Awards and memberships

Madabhushi has nearly 100 patents either issued or pending in the areas of medical image analysis, computer-aided diagnosis and computer vision. In March 2017, he was issued a patent for “Textural analysis of lung nodules” covering methods and apparatus for classifying a region of tissue using textural analysis so a patient prognosis can be made based on the classification of the image. In January 2017, he was issued a patent for “Histogram of hosoya index,” an invention that captures cancer architecture in digital pathology images and can help differentiate between more and less aggressive early stage, estrogen receptor positive breast cancers. In 2019 Patent US 10,398,399 entitled "Decision support for disease characterization and treatment response with disease and peri-disease radiomics" was issued to the Center for Computational Imaging and Personalized Diagnostics.

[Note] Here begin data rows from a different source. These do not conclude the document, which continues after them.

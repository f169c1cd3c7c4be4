//! JSON persistence for place data and the nearby cache
//!
//! Files are pretty-printed with a 4-space indent. Writes go to a temporary
//! file in the destination directory and are renamed into place, so readers
//! never observe a partially written file.

use crate::error::{Error, Result};
use crate::nearby::NearbyCache;
use crate::place::PlaceRecord;
use serde::de::DeserializeOwned;
use serde::Serialize;
use std::fs;
use std::io::Write;
use std::path::Path;
use tempfile::Builder;

/// Serialize a value as 4-space indented JSON
pub fn to_pretty_json<T: Serialize + ?Sized>(value: &T) -> Result<Vec<u8>> {
    let mut buf = Vec::new();
    let formatter = serde_json::ser::PrettyFormatter::with_indent(b"    ");
    let mut serializer = serde_json::Serializer::with_formatter(&mut buf, formatter);
    value.serialize(&mut serializer)?;
    buf.push(b'\n');
    Ok(buf)
}

/// Write a value as JSON, replacing `path` atomically
pub fn write_json<T: Serialize + ?Sized>(path: &Path, value: &T) -> Result<()> {
    let content = to_pretty_json(value)?;
    write_atomic(path, &content).map_err(|source| Error::CacheWriteFailed {
        path: path.to_path_buf(),
        source,
    })
}

/// Read a JSON file
pub fn read_json<T: DeserializeOwned>(path: &Path) -> Result<T> {
    let content = fs::read_to_string(path)?;
    Ok(serde_json::from_str(&content)?)
}

fn write_atomic(path: &Path, content: &[u8]) -> std::io::Result<()> {
    let dir = match path.parent() {
        Some(parent) if !parent.as_os_str().is_empty() => parent,
        _ => Path::new("."),
    };
    fs::create_dir_all(dir)?;

    let mut file = Builder::new()
        .prefix(".suburb-nearby-")
        .suffix(".tmp")
        .tempfile_in(dir)?;
    file.write_all(content)?;
    file.as_file().sync_all()?;
    file.persist(path).map_err(|e| e.error)?;
    Ok(())
}

/// Save geocoded places
pub fn save_places(path: &Path, places: &[PlaceRecord]) -> Result<()> {
    write_json(path, places)
}

/// Load geocoded places
pub fn load_places(path: &Path) -> Result<Vec<PlaceRecord>> {
    read_json(path)
}

/// Save the nearby cache
pub fn save_cache(path: &Path, cache: &NearbyCache) -> Result<()> {
    write_json(path, cache)
}

/// Load the nearby cache
pub fn load_cache(path: &Path) -> Result<NearbyCache> {
    read_json(path)
}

Madabhushi has received the Department of Defense New Investigator Award in Lung Cancer ; The Excellence in Teaching Award from Rutgers University; and the Coulter Phase 1 and Phase 2 Early Career award.

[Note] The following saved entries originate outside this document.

//! Place-name input files
//!
//! Plain UTF-8 text, one place per line. Blank lines and `#` comments are
//! ignored.

use crate::error::{Error, Result};
use std::fs;
use std::path::Path;

/// Read the place names listed in a file
pub fn read_names(path: &Path) -> Result<Vec<String>> {
    let content = fs::read_to_string(path).map_err(|e| {
        Error::Input(format!("Failed to read {}: {}", path.display(), e))
    })?;

    Ok(parse_names(&content))
}

/// Split file content into place names
pub fn parse_names(content: &str) -> Vec<String> {
    content
        .lines()
        .map(str::trim)
        .filter(|line| !line.is_empty() && !line.starts_with('#'))
        .map(str::to_string)
        .collect()
}

#[cfg(test)]
mod tests {
    use super::*;
    use tempfile::TempDir;

    #[test]
    fn test_parse_names() {
        let names = parse_names("# Eastern suburbs\nBondi, NSW\r\nBronte, NSW\n\n  Tamarama, NSW  \n");
        assert_eq!(names, vec!["Bondi, NSW", "Bronte, NSW", "Tamarama, NSW"]);
    }

    #[test]
    fn test_parse_empty() {
        assert!(parse_names("\n\n").is_empty());
    }

    #[test]
    fn test_read_names() {
        let temp_dir = TempDir::new().unwrap();
        let path = temp_dir.path().join("demo-locations.txt");
        fs::write(&path, "Manly\nDee Why\n").unwrap();

        assert_eq!(read_names(&path).unwrap(), vec!["Manly", "Dee Why"]);
    }

    #[test]
    fn test_read_missing_file() {
        let temp_dir = TempDir::new().unwrap();
        let err = read_names(&temp_dir.path().join("missing.txt")).unwrap_err();
        assert!(matches!(err, Error::Input(_)));
    }
}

In 2015, Madabhushi was named one of the “Forty under 40” people making a positive impact on business in northeast Ohio by Crain’s Cleveland Business magazine. He is a Wallace H. Coulter Fellow, a Fellow of the American Institute of Medical and Biological Engineering and an IEEE Fellow. In September 2019, Madabhushi was named to The Pathologist's Power List 2019, a list of 100 most inspiring professionals in pathology and laboratory medicine.

Research

With Madabhushi as director, the team at Case Western Reserve University’s Center for Computational Imaging and Personalized Diagnostics is developing image analysis, statistical pattern recognition, machine learning and artificial intelligence tools to computationally interrogate biomedical image data, including MRI, CAT scans and digital pathology tissue images. The tools can be used to predict disease progression and provide a score to clinicians on the aggressiveness of a patient’s disease, such as breast cancer and prostate cancer, which can in turn help physicians decide on appropriate treatment options.
The impetus for the CCIPD’s systems-based approach to disease understanding is to diverge from a traditional approach of focusing on a limited number of molecular components to a broader understanding of how numerous interrelated health variables – proteomics, metabolites, genomics – result in the emergence of definable phenotypes. Work done under Madabhushi’s guidance has yielded results, including the discovery of computationally-derived image biomarkers that pave the way for disease prognosis and therapeutic response, thereby allowing physicians to predict which treatment and management strategies might be most appropriate. In addition, research on image biomarkers is being applied by the CCIPD group to the field of “radiogenomics” or predicting the mutational status or molecular subtype of a tumor based solely off computational features derived from a routine imaging scan. Dr. Madabhushi’s team also has pioneered the Ibris, which computes the probability of disease aggressiveness using features mined from medical images for a variety of cancers.
Madabhushi’s research has received grant funding from the National Cancer Institute, National Science Foundation, the Department of Defense, private foundations and industry.